The Griese in Co. Kildare. Clear and stuffed with small trout. I’ll be back………….

My current contract ends early in November and there will probably be some free time from then until Christmas. I’ll do some sea fishing and tie lots of flies when I get to that point. I’ll also make my plans for the 2018 season and I’m going to do some work on this blog as well when I get some free time.

Not many gaps in the fly box but I will be busy at the vice over the winter regardless

The boat about to be hauled out of Lough Conn last weekend

part of an old roller conveyor which an angler uses to ease beaching his boat.

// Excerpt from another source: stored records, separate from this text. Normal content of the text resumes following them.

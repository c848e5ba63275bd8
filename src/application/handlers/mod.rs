//! Application handlers.
//!
//! Command handlers that orchestrate domain operations.

pub mod enrollment;

pub use enrollment::{
    CacheInvalidationHandler, CommitEnrollmentCommand, CommitOutcome, ConfirmationHandler,
    EnrollmentCommitter, EnrollmentOrchestrator, EnrollmentSession, IntentServiceClient,
    NotificationHook, OrchestratorConfig, SessionControl, SessionId,
};
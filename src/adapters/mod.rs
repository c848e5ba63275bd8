//! Adapters - Implementations of port interfaces.
//!
//! Adapters connect the domain to external systems:
//! - `events` - In-process event bus
//! - `gateway` - Payment gateways (Stripe, mock)
//! - `http` - Axum routes for enrollment sessions
//! - `memory` - In-memory stores for development and tests
//! - `postgres` - Durable enrollment store and reconciliation log

pub mod events;
pub mod gateway;
pub mod http;
pub mod memory;
pub mod postgres;

pub use events::InMemoryEventBus;
pub use gateway::{MockPaymentGateway, StripePaymentGateway};
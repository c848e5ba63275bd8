//! Payment ledger entries.

use serde::{Deserialize, Serialize};
use sha2::{Digest, Sha256};

use crate::domain::foundation::{ItemId, Money, PaymentRecordId, Timestamp, UserId};

use super::IntentId;

/// Ledger type of a payment.
#[derive(Debug, Clone, Copy, PartialEq, Eq, Hash, Serialize, Deserialize)]
#[serde(rename_all = "snake_case")]
pub enum PaymentType {
    Membership,
    Event,
}

impl PaymentType {
    pub fn as_str(&self) -> &'static str {
        match self {
            PaymentType::Membership => "membership",
            PaymentType::Event => "event",
        }
    }
}

impl std::str::FromStr for PaymentType {
    type Err = String;

    fn from_str(s: &str) -> Result<Self, Self::Err> {
        match s {
            "membership" => Ok(PaymentType::Membership),
            "event" => Ok(PaymentType::Event),
            other => Err(format!("unknown payment type: {}", other)),
        }
    }
}

/// Ledger status. Records are only written once money has moved (or the
/// item is free), so the only status is `Completed`.
#[derive(Debug, Clone, Copy, PartialEq, Eq, Hash, Default, Serialize, Deserialize)]
#[serde(rename_all = "snake_case")]
pub enum PaymentRecordStatus {
    #[default]
    Completed,
}

impl PaymentRecordStatus {
    pub fn as_str(&self) -> &'static str {
        "completed"
    }
}

const FREE_PREFIX: &str = "free_";

/// Reference tying a ledger entry to the money movement behind it.
///
/// Paid enrollments reference the gateway intent. Free enrollments carry a
/// synthetic marker derived from (payer, item, time bucket), so a repeated
/// free request inside the same bucket maps to the same reference.
#[derive(Debug, Clone, PartialEq, Eq, Hash, Serialize, Deserialize)]
#[serde(try_from = "String", into = "String")]
pub enum PaymentRef {
    Intent(IntentId),
    Free(String),
}

impl PaymentRef {
    /// Derives the synthetic reference for a free enrollment.
    pub fn free(payer_id: &UserId, item_id: &ItemId, at: Timestamp, bucket_secs: u64) -> Self {
        let mut hasher = Sha256::new();
        hasher.update(payer_id.as_str().as_bytes());
        hasher.update(b"|");
        hasher.update(item_id.as_uuid().as_bytes());
        hasher.update(b"|");
        hasher.update(at.bucket(bucket_secs).to_be_bytes());
        let digest = hasher.finalize();

        let hex: String = digest[..16].iter().map(|b| format!("{:02x}", b)).collect();
        PaymentRef::Free(format!("{}{}", FREE_PREFIX, hex))
    }

    pub fn is_free(&self) -> bool {
        matches!(self, PaymentRef::Free(_))
    }

    /// The gateway intent, for paid references.
    pub fn intent_id(&self) -> Option<&IntentId> {
        match self {
            PaymentRef::Intent(id) => Some(id),
            PaymentRef::Free(_) => None,
        }
    }

    pub fn as_str(&self) -> &str {
        match self {
            PaymentRef::Intent(id) => id.as_str(),
            PaymentRef::Free(marker) => marker,
        }
    }
}

impl std::fmt::Display for PaymentRef {
    fn fmt(&self, f: &mut std::fmt::Formatter<'_>) -> std::fmt::Result {
        f.write_str(self.as_str())
    }
}

impl TryFrom<String> for PaymentRef {
    type Error = String;

    fn try_from(value: String) -> Result<Self, Self::Error> {
        if value.trim().is_empty() {
            return Err("payment reference cannot be empty".to_string());
        }
        if value.starts_with(FREE_PREFIX) {
            Ok(PaymentRef::Free(value))
        } else {
            Ok(PaymentRef::Intent(IntentId::new(value)))
        }
    }
}

impl From<PaymentRef> for String {
    fn from(value: PaymentRef) -> Self {
        value.as_str().to_string()
    }
}

/// Durable ledger entry written together with an enrollment.
#[derive(Debug, Clone, PartialEq, Eq, Serialize, Deserialize)]
pub struct PaymentRecord {
    pub id: PaymentRecordId,
    pub payer_id: UserId,
    pub payment_type: PaymentType,
    pub item_id: ItemId,
    pub amount: Money,
    pub status: PaymentRecordStatus,
    pub payment_ref: PaymentRef,
    pub created_at: Timestamp,
}

impl PaymentRecord {
    pub fn completed(
        payer_id: UserId,
        payment_type: PaymentType,
        item_id: ItemId,
        amount: Money,
        payment_ref: PaymentRef,
        created_at: Timestamp,
    ) -> Self {
        Self {
            id: PaymentRecordId::new(),
            payer_id,
            payment_type,
            item_id,
            amount,
            status: PaymentRecordStatus::Completed,
            payment_ref,
            created_at,
        }
    }
}

#[cfg(test)]
mod tests {
    use super::*;

    fn payer(id: &str) -> UserId {
        UserId::new(id).unwrap()
    }

    #[test]
    fn free_ref_is_stable_within_bucket() {
        let item = ItemId::new();
        let t0 = Timestamp::from_unix_secs(1_700_000_000).unwrap();
        let t1 = Timestamp::from_unix_secs(1_700_000_030).unwrap();

        let a = PaymentRef::free(&payer("m-1"), &item, t0, 60);
        let b = PaymentRef::free(&payer("m-1"), &item, t1, 60);

        assert_eq!(a, b);
        assert!(a.is_free());
        assert!(a.as_str().starts_with("free_"));
    }

    #[test]
    fn free_ref_differs_across_payers_items_and_buckets() {
        let item = ItemId::new();
        let t0 = Timestamp::from_unix_secs(1_700_000_000).unwrap();
        let later = Timestamp::from_unix_secs(1_700_000_120).unwrap();
        let base = PaymentRef::free(&payer("m-1"), &item, t0, 60);

        assert_ne!(base, PaymentRef::free(&payer("m-2"), &item, t0, 60));
        assert_ne!(base, PaymentRef::free(&payer("m-1"), &ItemId::new(), t0, 60));
        assert_ne!(base, PaymentRef::free(&payer("m-1"), &item, later, 60));
    }

    #[test]
    fn string_form_restores_variant() {
        let intent: PaymentRef = "pi_123".to_string().try_into().unwrap();
        assert_eq!(intent.intent_id().map(|id| id.as_str()), Some("pi_123"));

        let free: PaymentRef = "free_abcd".to_string().try_into().unwrap();
        assert!(free.is_free());

        assert!(PaymentRef::try_from("  ".to_string()).is_err());
    }

    #[test]
    fn serializes_as_plain_string() {
        let reference = PaymentRef::Intent(IntentId::new("pi_9"));
        assert_eq!(serde_json::to_string(&reference).unwrap(), "\"pi_9\"");
    }
}
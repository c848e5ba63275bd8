//! Application configuration module
//!
//! Type-safe configuration loaded from environment variables using the
//! `config` and `dotenvy` crates. Variables carry the `CLUB_ENROLLMENT`
//! prefix and nested values are separated by double underscores.
//!
//! # Example
//!
//! ```no_run
//! use club_enrollment::config::AppConfig;
//!
//! let config = AppConfig::load().expect("Failed to load configuration");
//! config.validate().expect("Invalid configuration");
//! ```

mod database;
mod enrollment;
mod error;
mod payment;
mod server;

pub use database::DatabaseConfig;
pub use enrollment::EnrollmentConfig;
pub use error::{ConfigError, ValidationError};
pub use payment::PaymentConfig;
pub use server::{Environment, ServerConfig};

use serde::Deserialize;

/// Root application configuration
///
/// Every section has defaults, so an empty environment yields a development
/// setup with in-memory stores and the mock gateway.
#[derive(Debug, Clone, Default, Deserialize)]
pub struct AppConfig {
    /// Server configuration (host, port, environment, logging)
    #[serde(default)]
    pub server: ServerConfig,

    /// Database configuration (PostgreSQL connection)
    #[serde(default)]
    pub database: DatabaseConfig,

    /// Payment gateway configuration (Stripe)
    #[serde(default)]
    pub payment: PaymentConfig,

    /// Enrollment timeouts and retry policy
    #[serde(default)]
    pub enrollment: EnrollmentConfig,
}

impl AppConfig {
    /// Load configuration from environment variables
    ///
    /// This function:
    /// 1. Loads `.env` file if present (for development)
    /// 2. Reads environment variables with `CLUB_ENROLLMENT` prefix
    /// 3. Uses `__` (double underscore) to separate nested values
    ///
    /// # Environment Variable Format
    ///
    /// - `CLUB_ENROLLMENT__SERVER__PORT=8080` -> `server.port = 8080`
    /// - `CLUB_ENROLLMENT__DATABASE__URL=...` -> `database.url = ...`
    /// - `CLUB_ENROLLMENT__ENROLLMENT__MAX_RETRIES=1` -> `enrollment.max_retries = 1`
    pub fn load() -> Result<Self, ConfigError> {
        dotenvy::dotenv().ok();

        let config = config::Config::builder()
            .add_source(
                config::Environment::default()
                    .prefix("CLUB_ENROLLMENT")
                    .prefix_separator("__")
                    .separator("__"),
            )
            .build()?
            .try_deserialize()?;

        Ok(config)
    }

    /// Validate all configuration values
    pub fn validate(&self) -> Result<(), ValidationError> {
        self.server.validate()?;
        self.database.validate()?;
        self.payment.validate(&self.server.environment)?;
        self.enrollment.validate()?;
        Ok(())
    }

    /// Check if running in production environment
    pub fn is_production(&self) -> bool {
        self.server.is_production()
    }
}
//! Payment gateway port.
//!
//! Two-phase intent/confirm contract (e.g. Stripe PaymentIntents). The
//! gateway's internals are opaque; the orchestrator only keeps intent ids
//! and client secrets.
//!
//! # Design
//!
//! - **Gateway agnostic**: Interface works with any intent-based provider
//! - **Idempotent**: `create_intent` carries the caller's idempotency key

use std::collections::HashMap;

use async_trait::async_trait;
use serde::{Deserialize, Serialize};

use crate::domain::enrollment::{EnrollmentError, IntentHandle, IntentId, PaymentDetails, PaymentIntent};
use crate::domain::foundation::{IdempotencyKey, Money};

/// Port for payment gateway integrations.
#[async_trait]
pub trait PaymentGateway: Send + Sync {
    /// Create a payment intent for a strictly positive amount.
    ///
    /// Repeated calls with the same idempotency key return the same intent.
    async fn create_intent(&self, request: CreateIntentRequest)
        -> Result<PaymentIntent, GatewayError>;

    /// Confirm an intent with client-supplied payment details.
    ///
    /// A decline is reported as an intent with `IntentStatus::Failed`, not
    /// as an error; errors mean the gateway could not process the call.
    async fn confirm_intent(
        &self,
        handle: &IntentHandle,
        details: &PaymentDetails,
    ) -> Result<PaymentIntent, GatewayError>;

    /// Get the current state of an intent.
    async fn retrieve_intent(&self, intent_id: &IntentId) -> Result<PaymentIntent, GatewayError>;

    /// Cancel an intent that has not succeeded.
    async fn cancel_intent(&self, intent_id: &IntentId) -> Result<PaymentIntent, GatewayError>;
}

/// Request to create a payment intent.
#[derive(Debug, Clone, Serialize, Deserialize)]
pub struct CreateIntentRequest {
    pub amount: Money,

    /// ISO currency code, lowercase (e.g. "usd").
    pub currency: String,

    /// Stored on the intent for reconciliation (payer, item, kind).
    pub metadata: HashMap<String, String>,

    /// Forwarded to the gateway so retried calls do not create a second intent.
    pub idempotency_key: IdempotencyKey,
}

/// Errors from payment gateway operations.
#[derive(Debug, Clone, Serialize, Deserialize)]
pub struct GatewayError {
    /// Error code for categorization.
    pub code: GatewayErrorCode,

    /// Human-readable message.
    pub message: String,

    /// Provider's error code (if available).
    pub provider_code: Option<String>,

    /// Whether the operation can be retried.
    pub retryable: bool,
}

impl GatewayError {
    pub fn new(code: GatewayErrorCode, message: impl Into<String>) -> Self {
        Self {
            code,
            message: message.into(),
            provider_code: None,
            retryable: code.is_retryable(),
        }
    }

    pub fn with_provider_code(mut self, code: impl Into<String>) -> Self {
        self.provider_code = Some(code.into());
        self
    }

    pub fn network(message: impl Into<String>) -> Self {
        Self::new(GatewayErrorCode::NetworkError, message)
    }

    pub fn timeout(message: impl Into<String>) -> Self {
        Self::new(GatewayErrorCode::Timeout, message)
    }

    pub fn authentication(message: impl Into<String>) -> Self {
        Self::new(GatewayErrorCode::AuthenticationError, message)
    }

    pub fn card_declined(message: impl Into<String>) -> Self {
        Self::new(GatewayErrorCode::CardDeclined, message)
    }

    pub fn invalid_request(message: impl Into<String>) -> Self {
        Self::new(GatewayErrorCode::InvalidRequest, message)
    }

    pub fn not_found(resource: &str) -> Self {
        Self::new(GatewayErrorCode::NotFound, format!("{} not found", resource))
    }
}

impl std::fmt::Display for GatewayError {
    fn fmt(&self, f: &mut std::fmt::Formatter<'_>) -> std::fmt::Result {
        write!(f, "{}: {}", self.code, self.message)
    }
}

impl std::error::Error for GatewayError {}

impl From<GatewayError> for EnrollmentError {
    fn from(err: GatewayError) -> Self {
        match err.code {
            GatewayErrorCode::CardDeclined
            | GatewayErrorCode::InsufficientFunds
            | GatewayErrorCode::CardExpired => {
                EnrollmentError::payment_failed(err.message, err.provider_code)
            }
            GatewayErrorCode::InvalidRequest | GatewayErrorCode::NotFound => {
                EnrollmentError::invalid_payment_request(err.message)
            }
            _ => EnrollmentError::gateway_unavailable(err.to_string()),
        }
    }
}

/// Gateway error codes.
#[derive(Debug, Clone, Copy, PartialEq, Eq, Serialize, Deserialize)]
#[serde(rename_all = "snake_case")]
pub enum GatewayErrorCode {
    /// Network connectivity issue.
    NetworkError,

    /// The gateway did not answer in time.
    Timeout,

    /// API authentication failed.
    AuthenticationError,

    /// Card was declined.
    CardDeclined,

    /// Insufficient funds.
    InsufficientFunds,

    /// Card expired.
    CardExpired,

    /// The gateway rejected the request (amount, currency, state).
    InvalidRequest,

    /// Resource not found.
    NotFound,

    /// Rate limit exceeded.
    RateLimitExceeded,

    /// Provider API error.
    ProviderError,

    /// Unknown error.
    Unknown,
}

impl GatewayErrorCode {
    /// Check if this error type is typically retryable.
    pub fn is_retryable(&self) -> bool {
        matches!(
            self,
            GatewayErrorCode::NetworkError
                | GatewayErrorCode::Timeout
                | GatewayErrorCode::RateLimitExceeded
                | GatewayErrorCode::ProviderError
        )
    }
}

impl std::fmt::Display for GatewayErrorCode {
    fn fmt(&self, f: &mut std::fmt::Formatter<'_>) -> std::fmt::Result {
        let s = match self {
            GatewayErrorCode::NetworkError => "network_error",
            GatewayErrorCode::Timeout => "timeout",
            GatewayErrorCode::AuthenticationError => "authentication_error",
            GatewayErrorCode::CardDeclined => "card_declined",
            GatewayErrorCode::InsufficientFunds => "insufficient_funds",
            GatewayErrorCode::CardExpired => "card_expired",
            GatewayErrorCode::InvalidRequest => "invalid_request",
            GatewayErrorCode::NotFound => "not_found",
            GatewayErrorCode::RateLimitExceeded => "rate_limit_exceeded",
            GatewayErrorCode::ProviderError => "provider_error",
            GatewayErrorCode::Unknown => "unknown",
        };
        write!(f, "{}", s)
    }
}

#[cfg(test)]
mod tests {
    use super::*;

    #[test]
    fn payment_gateway_is_object_safe() {
        fn _accepts_dyn(_gateway: &dyn PaymentGateway) {}
    }

    #[test]
    fn gateway_error_retryable() {
        assert!(GatewayErrorCode::NetworkError.is_retryable());
        assert!(GatewayErrorCode::Timeout.is_retryable());
        assert!(!GatewayErrorCode::CardDeclined.is_retryable());
        assert!(!GatewayErrorCode::InvalidRequest.is_retryable());
    }

    #[test]
    fn network_error_becomes_gateway_unavailable() {
        let err: EnrollmentError = GatewayError::network("connection reset").into();
        assert!(matches!(err, EnrollmentError::GatewayUnavailable { .. }));
        assert!(err.is_retryable());
    }

    #[test]
    fn rejected_request_is_not_retried() {
        let err: EnrollmentError = GatewayError::invalid_request("amount too small").into();
        assert!(matches!(err, EnrollmentError::InvalidPaymentRequest { .. }));
        assert!(!err.is_retryable());
    }

    #[test]
    fn decline_keeps_provider_code() {
        let err: EnrollmentError = GatewayError::card_declined("Your card was declined")
            .with_provider_code("insufficient_funds")
            .into();
        match err {
            EnrollmentError::PaymentFailed { decline_code, .. } => {
                assert_eq!(decline_code.as_deref(), Some("insufficient_funds"));
            }
            other => panic!("unexpected {:?}", other),
        }
    }
}
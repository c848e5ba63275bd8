//! Enrollment store port.
//!
//! The store owns the uniqueness constraints and the per-item capacity
//! counter. `insert_enrollment_and_payment` is the only write path and is
//! atomic: capacity check, uniqueness check, enrollment insert, payment
//! record insert and counter increment all happen or none do.
//!
//! # Design
//!
//! - **Serialized per item**: concurrent commits for one item are ordered;
//!   commits for different items never wait on each other
//! - **Idempotent**: a `payment_ref` is committed at most once
//! - **Unique pair**: one active enrollment per (payer, item)

use async_trait::async_trait;

use crate::domain::enrollment::{Enrollment, PaymentRecord, PaymentRef};
use crate::domain::foundation::{DomainError, ItemId, UserId};

/// Repository port for enrollments and their payment records.
#[async_trait]
pub trait EnrollmentStore: Send + Sync {
    /// Atomically commit an enrollment with its payment record.
    ///
    /// Outcomes other than `Inserted` leave the store unchanged.
    ///
    /// # Errors
    ///
    /// - `DatabaseError` on persistence failure
    async fn insert_enrollment_and_payment(
        &self,
        commit: NewEnrollment,
    ) -> Result<CommitResult, DomainError>;

    /// Current number of active enrollments for an item.
    async fn get_enrollment_count(&self, item_id: &ItemId) -> Result<u32, DomainError>;

    /// Active enrollment for the (payer, item) pair, if any.
    async fn get_existing_enrollment(
        &self,
        payer_id: &UserId,
        item_id: &ItemId,
    ) -> Result<Option<Enrollment>, DomainError>;

    /// Enrollment committed with the given payment reference, if any.
    async fn find_by_payment_ref(
        &self,
        payment_ref: &PaymentRef,
    ) -> Result<Option<Enrollment>, DomainError>;

    /// Payment records for an item, oldest first.
    async fn list_payment_records(&self, item_id: &ItemId)
        -> Result<Vec<PaymentRecord>, DomainError>;
}

/// Everything one commit writes.
#[derive(Debug, Clone)]
pub struct NewEnrollment {
    pub enrollment: Enrollment,
    pub payment_record: PaymentRecord,
    /// Capacity to enforce; `None` for unlimited items.
    pub capacity: Option<u32>,
}

/// Result of an atomic commit attempt.
#[derive(Debug, Clone, PartialEq, Eq)]
pub enum CommitResult {
    /// Enrollment and payment record were written; the count went up by one.
    Inserted {
        enrollment: Enrollment,
        payment_record: PaymentRecord,
    },

    /// This payment reference was already committed.
    ExistingForRef { enrollment: Enrollment },

    /// The pair already holds an active enrollment under another reference.
    AlreadyEnrolled {
        enrollment: Enrollment,
        existing_ref: Option<PaymentRef>,
    },

    /// No seat left.
    CapacityExceeded { capacity: u32, enrolled: u32 },
}

impl CommitResult {
    pub fn enrollment(&self) -> Option<&Enrollment> {
        match self {
            CommitResult::Inserted { enrollment, .. }
            | CommitResult::ExistingForRef { enrollment }
            | CommitResult::AlreadyEnrolled { enrollment, .. } => Some(enrollment),
            CommitResult::CapacityExceeded { .. } => None,
        }
    }
}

Last view of the lough for this year

There is always next season. At least I managed to get out a few times, walking and wading the rivers and taking the boat out for a look around the bays and shallows. It doesn’t matter how bad the fishing is, just being able to get out in the fresh air is a joy.

And finally…..

My beloved collie left this world in September after 15 years at my side. The sense of loss seems overwhelming sometimes and I am still struggling to come to terms with life without her. The pain will subside over the coming weeks and months but for now life is just ‘less’ in ways which are hard to form into words. So if you have a dog, go and give him/her a rub behind the ears and maybe a wee treat to chew on. You miss them something awful when they are gone.